Агафья засуетилась, приговаривая:
– Пожил бы еще, Тарас Семеныч, недельку-другую, куда торопиться-то? В городе еще надоест. А мы попривыкли к тебе, как к родному.
– Дядя Тарас, ты еще приедешь? – приставал Артемка.
– Приеду, Артем, обязательно приеду, – обещал Беляев.
Захар достал из подполья два больших туеска и ушел с ними в амбар накладывать мед. Анна завела квашню, собираясь ночью выпечь на дорогу Беляеву свежего хлеба.
– Ты, Тарас Семеныч, дичь и пушнину не забудь, – напомнила Агафья.
Беляев засмеялся.
– Ничего не возьму, мамаша.
– Да ты что, Тарас Семеныч, в уме ли? Бросать такое добро! У тебя одних уток без малого полторы сотни набито, – убеждала его Агафья.
– Ну, раз добро, и пользуйтесь им на здоровье.
Агафья подпоясалась кушаком, взяла подойник и пошла во двор, раздумывая:
«Добрый какой. Видно, при деньгах человек».
На другой день рано утром Беляев уехал.
Строговы долго вспоминали его.
– Таких я люблю, – говорила Анна. – Девять недель жил, а хозяйского на копейку не съел.
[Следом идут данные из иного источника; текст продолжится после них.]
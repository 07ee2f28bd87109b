//! Block Grammar
//!
//! Line-oriented structure. Rule order, highest priority first:
//!
//! 1. heading   - `#` to `######` then title text on one line
//! 2. code      - lines indented by at least two spaces
//! 3. bullets   - lines starting with `-`
//! 4. numbers   - lines starting with `<digits>.`
//! 5. quote     - lines starting with `>`
//! 6. html      - a raw HTML element, self-closing element or comment
//! 7. paragraph - non-blank lines up to one that would open rules 1-6
//! 8. text      - a single line, encoded as-is
//! 9. newline   - blank lines, dropped
//!
//! Headings, lists and paragraphs hand their text to the inline grammar;
//! quotes re-enter this grammar on the de-quoted text, up to
//! [`MAX_QUOTE_DEPTH`] levels deep.

use super::inline::parse_inlines;
use super::scan;
use crate::encode::{encode, EncodeMode};
use crate::engine::{self, regex_match, Matcher, Rule, RuleMatch};
use crate::squash::{squash, wrap_list_items};
use once_cell::sync::Lazy;
use regex::Regex;
use std::cell::Cell;

static HEADING: Lazy<Regex> = Lazy::new(|| Regex::new(r"^(#{1,6}) *(.+)\n?").unwrap());
static CODE: Lazy<Regex> = Lazy::new(|| Regex::new(r"^( {2}.*\n?)+").unwrap());
static BULLETS: Lazy<Regex> = Lazy::new(|| Regex::new(r"^(- *.*\n?)+").unwrap());
static NUMBERS: Lazy<Regex> = Lazy::new(|| Regex::new(r"^([0-9]+\. *.*\n?)+").unwrap());
static QUOTE: Lazy<Regex> = Lazy::new(|| Regex::new(r"^(> *.*\n?)+").unwrap());
static TEXT: Lazy<Regex> = Lazy::new(|| Regex::new(r"^.+\n*").unwrap());
static NEWLINE: Lazy<Regex> = Lazy::new(|| Regex::new(r"^\n+").unwrap());

static CODE_INDENT: Lazy<Regex> = Lazy::new(|| Regex::new(r"(?m)^ {2}").unwrap());
static BULLET_MARKER: Lazy<Regex> = Lazy::new(|| Regex::new(r"(?m)^- *").unwrap());
static NUMBER_MARKER: Lazy<Regex> = Lazy::new(|| Regex::new(r"(?m)^[0-9]+\. *").unwrap());
static QUOTE_MARKER: Lazy<Regex> = Lazy::new(|| Regex::new(r"(?m)^> *").unwrap());

/// Block rules in priority order. Together, paragraph and newline are total.
pub static BLOCK_RULES: &[Rule] = &[
    Rule {
        name: "heading",
        matcher: match_heading,
        handler: render_heading,
    },
    Rule {
        name: "code",
        matcher: match_code,
        handler: render_code,
    },
    Rule {
        name: "bullets",
        matcher: match_bullets,
        handler: render_bullets,
    },
    Rule {
        name: "numbers",
        matcher: match_numbers,
        handler: render_numbers,
    },
    Rule {
        name: "quote",
        matcher: match_quote,
        handler: render_quote,
    },
    Rule {
        name: "html",
        matcher: match_html,
        handler: render_html,
    },
    Rule {
        name: "paragraph",
        matcher: match_paragraph,
        handler: render_paragraph,
    },
    Rule {
        name: "text",
        matcher: match_text,
        handler: render_text,
    },
    Rule {
        name: "newline",
        matcher: match_newline,
        handler: render_nothing,
    },
];

/// Quote levels that re-enter the block grammar. A quote nested deeper
/// renders its de-quoted text as one paragraph.
pub const MAX_QUOTE_DEPTH: usize = 64;

thread_local! {
    static QUOTE_DEPTH: Cell<usize> = const { Cell::new(0) };
}

/// One level of quote recursion on this thread; released on drop.
struct QuoteLevel;

impl QuoteLevel {
    fn enter() -> Option<Self> {
        QUOTE_DEPTH.with(|depth| {
            if depth.get() >= MAX_QUOTE_DEPTH {
                return None;
            }
            depth.set(depth.get() + 1);
            Some(Self)
        })
    }
}

impl Drop for QuoteLevel {
    fn drop(&mut self) {
        QUOTE_DEPTH.with(|depth| depth.set(depth.get() - 1));
    }
}

/// Blocks that end a paragraph when they start its next line.
const PARAGRAPH_INTERRUPTS: [Matcher; 6] = [
    match_html,
    match_heading,
    match_code,
    match_bullets,
    match_numbers,
    match_quote,
];

/// Render normalized text with the block grammar.
pub fn parse_blocks(text: &str) -> String {
    engine::parse(text, BLOCK_RULES)
}

fn match_heading(text: &str) -> Option<RuleMatch<'_>> {
    regex_match(&HEADING, text)
}

fn match_code(text: &str) -> Option<RuleMatch<'_>> {
    regex_match(&CODE, text)
}

fn match_bullets(text: &str) -> Option<RuleMatch<'_>> {
    regex_match(&BULLETS, text)
}

fn match_numbers(text: &str) -> Option<RuleMatch<'_>> {
    regex_match(&NUMBERS, text)
}

fn match_quote(text: &str) -> Option<RuleMatch<'_>> {
    regex_match(&QUOTE, text)
}

fn match_html(text: &str) -> Option<RuleMatch<'_>> {
    scan::comment(text).or_else(|| scan::element(text))
}

/// One or more non-blank lines. A line joins the paragraph only if it is
/// not blank and does not open a heading, code, list, quote or html block;
/// the blank lines after the last joined line are consumed too.
fn match_paragraph(text: &str) -> Option<RuleMatch<'_>> {
    let mut end = scan::line_end(text, 0);
    if end == 0 {
        return None;
    }

    while end < text.len() {
        let next = end + 1;
        let next_end = scan::line_end(text, next);
        if next_end == next || starts_block(&text[next..]) {
            break;
        }
        end = next_end;
    }

    let newlines = text.as_bytes()[end..]
        .iter()
        .take_while(|&&b| b == b'\n')
        .count();
    Some(RuleMatch::new(text, end + newlines))
}

fn starts_block(text: &str) -> bool {
    PARAGRAPH_INTERRUPTS
        .iter()
        .any(|matcher| matcher(text).is_some())
}

fn match_text(text: &str) -> Option<RuleMatch<'_>> {
    regex_match(&TEXT, text)
}

fn match_newline(text: &str) -> Option<RuleMatch<'_>> {
    regex_match(&NEWLINE, text)
}

fn render_heading(m: &RuleMatch<'_>) -> String {
    let level = m.group(1).map_or(1, str::len);
    let title = parse_inlines(m.group(2).unwrap_or_default());
    format!("<h{level}>{title}</h{level}>\n")
}

fn render_code(m: &RuleMatch<'_>) -> String {
    let code = encode(&squash(&CODE_INDENT, m.as_str()), EncodeMode::Full);
    format!("<pre>\n{code}\n</pre>\n")
}

fn render_bullets(m: &RuleMatch<'_>) -> String {
    let items = wrap_list_items(&parse_inlines(&squash(&BULLET_MARKER, m.as_str())));
    format!("<ul>\n{items}\n</ul>\n")
}

fn render_numbers(m: &RuleMatch<'_>) -> String {
    let items = wrap_list_items(&parse_inlines(&squash(&NUMBER_MARKER, m.as_str())));
    format!("<ol>\n{items}\n</ol>\n")
}

fn render_quote(m: &RuleMatch<'_>) -> String {
    let text = squash(&QUOTE_MARKER, m.as_str());
    let inner = if let Some(_level) = QuoteLevel::enter() {
        parse_blocks(&text)
    } else {
        tracing::warn!(
            max_depth = MAX_QUOTE_DEPTH,
            "quote nesting too deep; rendering remainder as a paragraph"
        );
        render_flat_quote(&text)
    };
    format!("<blockquote>\n{inner}</blockquote>\n")
}

fn render_flat_quote(text: &str) -> String {
    if text.is_empty() {
        return String::new();
    }
    format!("<p>{}</p>\n", parse_inlines(text))
}

/// Raw HTML passes through untouched, except that a `pre` element has its
/// content run through the inline grammar.
fn render_html(m: &RuleMatch<'_>) -> String {
    let html = format!("{}\n", m.as_str());
    match m.group(1) {
        Some("pre") => parse_inlines(&html),
        _ => html,
    }
}

fn render_paragraph(m: &RuleMatch<'_>) -> String {
    let text = parse_inlines(m.as_str().trim_end_matches('\n'));
    format!("<p>{text}</p>\n")
}

fn render_text(m: &RuleMatch<'_>) -> String {
    encode(m.as_str(), EncodeMode::PreserveEntities)
}

fn render_nothing(_: &RuleMatch<'_>) -> String {
    String::new()
}
//! HTML entity encoding for text nodes
//!
//! `<` and `>` are always escaped. Ampersands depend on the [`EncodeMode`]:
//! code content escapes every `&`, while prose leaves an `&` alone when it
//! already starts an entity reference such as `&amp;`, `&#39;` or `&copy;`.

/// How ampersands are treated by [`encode`].
#[derive(Debug, Clone, Copy, PartialEq, Eq, Default)]
pub enum EncodeMode {
    /// Escape `&` unless it begins an entity reference (`&#?\w+;`).
    #[default]
    PreserveEntities,
    /// Escape every `&`. Used for code blocks.
    Full,
}

/// Escape `text` for embedding in an HTML text node.
pub fn encode(text: &str, mode: EncodeMode) -> String {
    let mut out = String::with_capacity(text.len());

    for (i, c) in text.char_indices() {
        match c {
            '<' => out.push_str("&lt;"),
            '>' => out.push_str("&gt;"),
            '&' if mode == EncodeMode::Full || !starts_entity(&text[i + 1..]) => {
                out.push_str("&amp;")
            }
            c => out.push(c),
        }
    }

    out
}

/// Whether the text right after an `&` reads as `#?\w+;`.
fn starts_entity(rest: &str) -> bool {
    let bytes = rest.as_bytes();
    let start = usize::from(bytes.first() == Some(&b'#'));
    let word_len = bytes[start..]
        .iter()
        .take_while(|b| is_word_byte(**b))
        .count();

    word_len > 0 && bytes.get(start + word_len) == Some(&b';')
}

/// ASCII `\w`: letters, digits and underscore.
pub(crate) fn is_word_byte(b: u8) -> bool {
    b.is_ascii_alphanumeric() || b == b'_'
}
Одной пушнины рублей на двадцать продать можно.
– С таким мужиком бабам жить легко, – соглашалась со снохой Агафья. – Он тебе и дров натаскает, и печку разожгет, и скот напоить сгоняет. – Она посмотрела на Захара с упреком. – Не тебе, ерыкалка, чета. Ты бабье дело в грош не ставишь.
Матвей, слушая эти разговоры, прятал усмешку. Он знал, кто такой Беляев, но обещал ему молчать и делал это не без гордости.
Дружба Демьяна Штычкова с Евдокимом Юткиным началась в тот самый год, когда уходил Матвей Строгов в солдаты. Однажды, возвратившись из города, Евдоким позвал к себе Штычкова. Демьян робко вошел в дом Юткиных, перекрестился, загнусавил:
– Чай с сахаром!
– Чай пить с нами.
– Только было дело, – отказался Демьян.
– Садись, Минеич, разговор есть.
Демьян сбросил дубленый полушубок, несмело пролез за стол.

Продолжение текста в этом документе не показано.